Questions about the sentence collecting guidelines for Cantonese (yue)

This is @laubonghaudoi from @CanCLID. Mozilla just opened a new yue locale(Cantonese) and we are adding new sentences to it. However, we have some confusions about the guideline. According to the How to, new sentences should be:

  • Foreign letters. Letters must be valid in the language being spoken. For example, “ж” is a letter in the Russian alphabet but is never used in English and so should never appear in any English source text.
  • Length. Sentences must be 14 words or less.

And our questions are:

  1. Some Cantonese variants (e.g. Hong Kong Cantonese) has a lot of English loan words. It is inevitable to include sentences written in mixed-Chinese characters and English letters, unless we purge these sentences and remain those with pure Chinese characters. But this will significantly diminish the size of collection. So is it okay to add mixed-code sentences?
  2. East Asian languages do not have spaces in written texts, so sentences can’t be measured with the unit of “word”, only “character”. But if sentences are limited to only 14 characters or less, we can hardly include any meaningful sentences. So is there another criterion for measuring the lengths of East Asian texts?

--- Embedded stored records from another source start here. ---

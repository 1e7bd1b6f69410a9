//! Download and bookkeeping for Model2Vec embedding models

use crate::error::{Result, ScreenerError};
use hf_hub::api::tokio::Api;
use log::{info, warn};
use std::collections::HashSet;
use std::path::{Path, PathBuf};
use tokio::fs;

/// Files a Model2Vec model directory must contain
const REQUIRED_FILES: [&str; 3] = ["tokenizer.json", "model.safetensors", "config.json"];

/// Information about a known embedding model
#[derive(Debug, Clone, PartialEq)]
pub struct EmbeddingModelInfo {
    pub id: &'static str,
    pub repo_id: &'static str,
    pub size_mb: u64,
    pub dimensions: u32,
    pub description: &'static str,
}

const KNOWN_MODELS: &[EmbeddingModelInfo] = &[
    EmbeddingModelInfo {
        id: "potion-base-8M",
        repo_id: "minishlab/potion-base-8M",
        size_mb: 33,
        dimensions: 256,
        description: "Recommended default: compact general-purpose static embeddings",
    },
    EmbeddingModelInfo {
        id: "potion-retrieval-32M",
        repo_id: "minishlab/potion-retrieval-32M",
        size_mb: 130,
        dimensions: 512,
        description: "Larger model tuned for retrieval-style matching",
    },
    EmbeddingModelInfo {
        id: "m2v-base",
        repo_id: "minishlab/M2V_base_output",
        size_mb: 90,
        dimensions: 256,
        description: "Legacy Model2Vec base model",
    },
];

/// Tracks which embedding models are present in the models directory
pub struct EmbeddingModelManager {
    models_dir: PathBuf,
    downloaded_models: HashSet<String>,
}

impl EmbeddingModelManager {
    pub async fn new(models_dir: PathBuf) -> Result<Self> {
        fs::create_dir_all(&models_dir).await.map_err(|e| {
            ScreenerError::ModelError(format!("Failed to create models directory: {}", e))
        })?;

        let mut manager = Self {
            models_dir,
            downloaded_models: HashSet::new(),
        };
        manager.scan_downloaded_models().await?;

        Ok(manager)
    }

    async fn scan_downloaded_models(&mut self) -> Result<()> {
        let mut entries = fs::read_dir(&self.models_dir).await.map_err(|e| {
            ScreenerError::ModelError(format!("Failed to scan models directory: {}", e))
        })?;

        while let Some(entry) = entries.next_entry().await? {
            if entry.file_type().await?.is_dir() && Self::is_valid_model_directory(&entry.path()).await {
                self.downloaded_models
                    .insert(entry.file_name().to_string_lossy().to_string());
            }
        }

        Ok(())
    }

    async fn is_valid_model_directory(path: &Path) -> bool {
        for file in REQUIRED_FILES {
            if fs::metadata(path.join(file)).await.is_err() {
                return false;
            }
        }
        true
    }

    pub fn list_available_models(&self) -> &'static [EmbeddingModelInfo] {
        KNOWN_MODELS
    }

    pub fn get_model_info(&self, model_id: &str) -> Option<&'static EmbeddingModelInfo> {
        KNOWN_MODELS
            .iter()
            .find(|m| m.id == model_id || m.repo_id == model_id)
    }

    pub fn is_model_downloaded(&self, model_id: &str) -> bool {
        self.downloaded_models.contains(model_id)
    }

    pub fn model_path(&self, model_id: &str) -> PathBuf {
        self.models_dir.join(model_id)
    }

    /// Download a model from the Hugging Face Hub into the models directory
    pub async fn download_model(&mut self, model_id: &str, force: bool) -> Result<PathBuf> {
        let model_info = self.get_model_info(model_id).ok_or_else(|| {
            ScreenerError::ModelError(format!("Unknown embedding model: {}", model_id))
        })?;

        let model_dir = self.model_path(model_info.id);
        if !force && self.is_model_downloaded(model_info.id) {
            return Ok(model_dir);
        }

        info!(
            "Downloading embedding model {} ({} MB) from {}",
            model_info.id, model_info.size_mb, model_info.repo_id
        );

        fs::create_dir_all(&model_dir).await.map_err(|e| {
            ScreenerError::ModelError(format!("Failed to create model directory: {}", e))
        })?;

        let api = Api::new()
            .map_err(|e| ScreenerError::ModelError(format!("Failed to initialize HF API: {}", e)))?;
        let repo = api.model(model_info.repo_id.to_string());

        for file in REQUIRED_FILES {
            let cached = repo.get(file).await.map_err(|e| {
                ScreenerError::ModelError(format!("Failed to download required file {}: {}", file, e))
            })?;
            fs::copy(&cached, model_dir.join(file)).await.map_err(|e| {
                ScreenerError::ModelError(format!("Failed to copy {}: {}", file, e))
            })?;
            info!("Downloaded {}", file);
        }

        if let Err(e) = repo.get("README.md").await {
            warn!("Optional file README.md not found: {}", e);
        }

        self.downloaded_models.insert(model_info.id.to_string());
        Ok(model_dir)
    }
}

#[cfg(test)]
mod tests {
    use super::*;
    use tempfile::TempDir;

    #[tokio::test]
    async fn test_manager_creation_scans_directory() {
        let temp_dir = TempDir::new().unwrap();

        let complete = temp_dir.path().join("potion-base-8M");
        std::fs::create_dir_all(&complete).unwrap();
        for file in REQUIRED_FILES {
            std::fs::write(complete.join(file), b"{}").unwrap();
        }

        let partial = temp_dir.path().join("m2v-base");
        std::fs::create_dir_all(&partial).unwrap();
        std::fs::write(partial.join("tokenizer.json"), b"{}").unwrap();

        let manager = EmbeddingModelManager::new(temp_dir.path().to_path_buf()).await.unwrap();
        assert!(manager.is_model_downloaded("potion-base-8M"));
        assert!(!manager.is_model_downloaded("m2v-base"));
    }

    #[tokio::test]
    async fn test_model_lookup() {
        let temp_dir = TempDir::new().unwrap();
        let manager = EmbeddingModelManager::new(temp_dir.path().to_path_buf()).await.unwrap();

        assert!(!manager.list_available_models().is_empty());
        assert_eq!(manager.get_model_info("minishlab/potion-base-8M").unwrap().id, "potion-base-8M");
        assert!(manager.get_model_info("no-such-model").is_none());
    }

    #[tokio::test]
    async fn test_unknown_model_download_fails() {
        let temp_dir = TempDir::new().unwrap();
        let mut manager = EmbeddingModelManager::new(temp_dir.path().to_path_buf()).await.unwrap();

        let result = manager.download_model("no-such-model", false).await;
        assert!(matches!(result, Err(ScreenerError::ModelError(_))));
    }
}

Thanks for moving this discussion from GitHub to here. I can’t answer the first question, there are more knowledgeable contributors on here who might know more.

Generally the HOWTO does not necessarily reflect the case for specific languages apart from English, that’s true.

The 14 words for English is a measurement that results in the desired length of a clip. Of course that depends on speaking speed. In Cantonese that might be equivalent to 50 characters for example (I have no idea).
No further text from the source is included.